Een kritieke stap binnen het protocol is de manipulatie van de monsters vanwege hun grootte en textuur. De behandeling van het monster moet zorgvuldig worden gedaan zonder druk uit te oefenen op het monster tijdens de bereiding. De micro-CT heeft een aantal beperkingen: resolutie en het gebrek aan gestandaardiseerde waarden voor de parameters. Tijdens het scannen kunnen de verschillende micro-CT-scanners verschillende beeldverwerkingsalgoritmen hebben; toch kan kalibratie voor een grijswaarden worden nagestreefd om elk probleem te overwinnen. Na het scannen moet de reconstructie van de beelden worden gebaseerd op het weefsel en de analyse die zal worden uitgevoerd. Het kan van cruciaal belang zijn omdat de beeldkwaliteit afhangt van het tomografische systeem, de instellingen, de grootte van het monster en de bereidingsmethoden16,17.

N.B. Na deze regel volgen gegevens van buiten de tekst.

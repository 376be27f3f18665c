//! The campaign aggregate.

use serde::{Deserialize, Serialize};

use common::{AccountId, CampaignId, IdempotencyKey, Satoshis};

use crate::error::DomainError;

/// One idempotency-keyed donation to a campaign.
#[derive(Debug, Clone, PartialEq, Serialize, Deserialize)]
pub struct Donation {
    pub idempotency_key: IdempotencyKey,
    pub account_id: AccountId,
    pub amount: Satoshis,
}

/// A crowdfunding campaign.
///
/// `total_raised` is always the fold over the donation log. Consistency
/// rules are enforced here, at the aggregate root: a donor may not be the
/// campaign owner, and nothing is accepted once the goal is reached. A
/// donation that lands exactly on the goal is accepted.
#[derive(Debug, Clone, Serialize, Deserialize)]
pub struct Campaign {
    campaign_id: CampaignId,
    account_id: AccountId,
    title: String,
    description: String,
    goal: Satoshis,
    total_raised: Satoshis,
    donations: Vec<Donation>,
    version: i64,
}

impl Campaign {
    /// Creates a new campaign owned by `account_id`.
    pub fn new(
        campaign_id: CampaignId,
        account_id: AccountId,
        title: impl Into<String>,
        description: impl Into<String>,
        goal: Satoshis,
    ) -> Self {
        Self {
            campaign_id,
            account_id,
            title: title.into(),
            description: description.into(),
            goal,
            total_raised: Satoshis::zero(),
            donations: Vec::new(),
            version: 1,
        }
    }

    #[allow(clippy::too_many_arguments)]
    pub(crate) fn from_parts(
        campaign_id: CampaignId,
        account_id: AccountId,
        title: String,
        description: String,
        goal: Satoshis,
        total_raised: Satoshis,
        donations: Vec<Donation>,
        version: i64,
    ) -> Self {
        Self {
            campaign_id,
            account_id,
            title,
            description,
            goal,
            total_raised,
            donations,
            version,
        }
    }

    pub fn campaign_id(&self) -> CampaignId {
        self.campaign_id
    }

    /// The account that receives donated funds.
    pub fn account_id(&self) -> AccountId {
        self.account_id
    }

    pub fn title(&self) -> &str {
        &self.title
    }

    pub fn description(&self) -> &str {
        &self.description
    }

    pub fn goal(&self) -> Satoshis {
        self.goal
    }

    pub fn total_raised(&self) -> Satoshis {
        self.total_raised
    }

    pub fn donations(&self) -> &[Donation] {
        &self.donations
    }

    pub fn version(&self) -> i64 {
        self.version
    }

    /// Whether the campaign has met its goal.
    pub fn goal_reached(&self) -> bool {
        self.total_raised >= self.goal
    }

    /// Checks the rules a donation would have to satisfy, without
    /// recording anything.
    pub fn ensure_can_accept(
        &self,
        donor: AccountId,
        _amount: Satoshis,
    ) -> Result<(), DomainError> {
        if donor == self.account_id {
            return Err(DomainError::SelfDonation);
        }
        if self.goal_reached() {
            return Err(DomainError::GoalReached);
        }
        Ok(())
    }

    /// Records a donation. Re-applying a seen key is a no-op; a rejected
    /// donation appends nothing and leaves the key unconsumed.
    pub fn donate(&mut self, donation: Donation) -> Result<(), DomainError> {
        if self
            .donations
            .iter()
            .any(|previous| previous.idempotency_key == donation.idempotency_key)
        {
            return Ok(());
        }

        self.ensure_can_accept(donation.account_id, donation.amount)?;

        self.total_raised += donation.amount;
        self.donations.push(donation);
        self.version += 1;
        Ok(())
    }
}

#[cfg(test)]
mod tests {
    use super::*;

    fn campaign(goal: i64) -> Campaign {
        Campaign::new(
            CampaignId::new(),
            AccountId::new(),
            "Test Campaign",
            "A campaign for testing",
            Satoshis::new(goal),
        )
    }

    fn donation(key: &str, amount: i64) -> Donation {
        Donation {
            idempotency_key: key.into(),
            account_id: AccountId::new(),
            amount: Satoshis::new(amount),
        }
    }

    #[test]
    fn new_campaign_has_raised_nothing() {
        let campaign = campaign(1000);
        assert_eq!(campaign.total_raised(), Satoshis::zero());
        assert!(!campaign.goal_reached());
    }

    #[test]
    fn donations_accumulate() {
        let mut campaign = campaign(1000);

        campaign.donate(donation("d1", 300)).unwrap();
        campaign.donate(donation("d2", 200)).unwrap();

        assert_eq!(campaign.total_raised(), Satoshis::new(500));
        assert_eq!(campaign.donations().len(), 2);
    }

    #[test]
    fn duplicate_donations_are_ignored() {
        let mut campaign = campaign(1000);
        let repeated = donation("d1", 300);

        campaign.donate(repeated.clone()).unwrap();
        campaign.donate(repeated).unwrap();

        assert_eq!(campaign.total_raised(), Satoshis::new(300));
        assert_eq!(campaign.donations().len(), 1);
    }

    #[test]
    fn owner_cannot_donate_to_own_campaign() {
        let mut campaign = campaign(1000);
        let owner = campaign.account_id();

        let result = campaign.donate(Donation {
            idempotency_key: "d1".into(),
            account_id: owner,
            amount: Satoshis::new(100),
        });

        assert!(matches!(result, Err(DomainError::SelfDonation)));
        assert_eq!(campaign.total_raised(), Satoshis::zero());
    }

    #[test]
    fn donation_reaching_the_goal_exactly_is_accepted() {
        let mut campaign = campaign(1000);

        campaign.donate(donation("d1", 1000)).unwrap();

        assert!(campaign.goal_reached());
        assert_eq!(campaign.total_raised(), Satoshis::new(1000));
    }

    #[test]
    fn donations_after_the_goal_are_rejected() {
        let mut campaign = campaign(1000);
        campaign.donate(donation("d1", 1000)).unwrap();

        let result = campaign.donate(donation("d2", 1));

        assert!(matches!(result, Err(DomainError::GoalReached)));
        assert_eq!(campaign.total_raised(), Satoshis::new(1000));
    }

    #[test]
    fn rejection_does_not_consume_the_key() {
        let mut campaign = campaign(1000);
        let owner = campaign.account_id();

        campaign
            .donate(Donation {
                idempotency_key: "d1".into(),
                account_id: owner,
                amount: Satoshis::new(100),
            })
            .unwrap_err();

        // The same key from a different donor succeeds.
        campaign.donate(donation("d1", 100)).unwrap();
        assert_eq!(campaign.total_raised(), Satoshis::new(100));
    }
}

Vanwege de succesvolle toepassing ervan bij het bestuderen van verschillende soorten normale en pathologische weefsels, moeten micro-CT-beeldvormingsmogelijkheden worden gebruikt in toekomstig onderzoek om volumetrische gegevens voor andere analyses samen te stellen. Op basis van het doel van deze studie was het dus aanvaardbaar om tweedimensionale metingen te gebruiken, maar segmentatie van de bruto 3D-structuur kan ook nuttig zijn om een nauwkeurige schets van het gehele specimen te geven. Zelfs met alle voordelen van een niet-destructieve techniek zal micro-CT andere methoden zoals immunohistochemie niet vervangen, maar zal het desgewenst volgende histologieanalyses aanvullen en toestaan.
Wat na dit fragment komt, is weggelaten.